Aim of the exercise:
What you return has to match the listing below line for line.

Record excerpts:
☆ ☆ ☆ ☆ ☆ ☆ ☆

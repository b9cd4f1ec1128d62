use crate::models::{FastingPeriod, Phase, PhaseStatus};
use chrono::NaiveDate;
use rust_decimal::Decimal;
use tracing::debug;

impl Phase {
    /// Classify an elapsed fraction of a fasting period.
    ///
    /// - beginning: `[0, 1/3)`
    /// - middle: `[1/3, 2/3)`
    /// - end: `[2/3, 1]`
    ///
    /// Fractions outside `[0, 1]` are clamped first.
    pub fn from_fraction(fraction: Decimal) -> Self {
        let fraction = fraction.clamp(Decimal::ZERO, Decimal::ONE);
        let scaled = fraction * Decimal::from(3);
        if scaled < Decimal::ONE {
            Phase::Beginning
        } else if scaled < Decimal::from(2) {
            Phase::Middle
        } else {
            Phase::End
        }
    }
}

/// Derives the stage of a fasting period for a given day
pub struct PhaseTracker;

impl PhaseTracker {
    /// Track where `today` falls within `period`
    pub fn track(period: &FastingPeriod, today: NaiveDate) -> PhaseStatus {
        if !period.covers(today) {
            debug!(period = %period.name, %today, "Fasting period inactive");
            return PhaseStatus::inactive();
        }

        let total = (period.end_date - period.start_date).num_days();
        let elapsed = (today - period.start_date).num_days();
        let remaining = (period.end_date - today).num_days();

        // Integer comparison keeps the 1/3 and 2/3 boundaries exact
        let phase = if total == 0 || 3 * elapsed < total {
            Phase::Beginning
        } else if 3 * elapsed < 2 * total {
            Phase::Middle
        } else {
            Phase::End
        };

        let elapsed_fraction = if total == 0 {
            Decimal::ZERO
        } else {
            (Decimal::from(elapsed) / Decimal::from(total)).clamp(Decimal::ZERO, Decimal::ONE)
        };

        PhaseStatus {
            is_active: true,
            days_remaining: u32::try_from(remaining).ok(),
            day_of_period: u32::try_from(elapsed + 1).ok(),
            elapsed_fraction: Some(elapsed_fraction),
            phase: Some(phase),
        }
    }
}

☆ ☆ ☆ ☆ ☆ ☆ ☆

Answer section:
repository b9cd4f1ec1128d62
use crate::models::{FastingPeriod, Phase, PhaseStatus};
use chrono::NaiveDate;
use rust_decimal::Decimal;
use tracing::debug;

impl Phase {
    /// Classify an elapsed fraction of a fasting period.
    ///
    /// - beginning: `[0, 1/3)`
    /// - middle: `[1/3, 2/3)`
    /// - end: `[2/3, 1]`
    ///
    /// Fractions outside `[0, 1]` are clamped first.
    pub fn from_fraction(fraction: Decimal) -> Self {
        let fraction = fraction.clamp(Decimal::ZERO, Decimal::ONE);
        let scaled = fraction * Decimal::from(3);
        if scaled < Decimal::ONE {
            Phase::Beginning
        } else if scaled < Decimal::from(2) {
            Phase::Middle
        } else {
            Phase::End
        }
    }
}

/// Derives the stage of a fasting period for a given day
pub struct PhaseTracker;

impl PhaseTracker {
    /// Track where `today` falls within `period`
    pub fn track(period: &FastingPeriod, today: NaiveDate) -> PhaseStatus {
        if !period.covers(today) {
            debug!(period = %period.name, %today, "Fasting period inactive");
            return PhaseStatus::inactive();
        }

        let total = (period.end_date - period.start_date).num_days();
        let elapsed = (today - period.start_date).num_days();
        let remaining = (period.end_date - today).num_days();

        // Integer comparison keeps the 1/3 and 2/3 boundaries exact
        let phase = if total == 0 || 3 * elapsed < total {
            Phase::Beginning
        } else if 3 * elapsed < 2 * total {
            Phase::Middle
        } else {
            Phase::End
        };

        let elapsed_fraction = if total == 0 {
            Decimal::ZERO
        } else {
            (Decimal::from(elapsed) / Decimal::from(total)).clamp(Decimal::ZERO, Decimal::ONE)
        };

        PhaseStatus {
            is_active: true,
            days_remaining: u32::try_from(remaining).ok(),
            day_of_period: u32::try_from(elapsed + 1).ok(),
            elapsed_fraction: Some(elapsed_fraction),
            phase: Some(phase),
        }
    }
}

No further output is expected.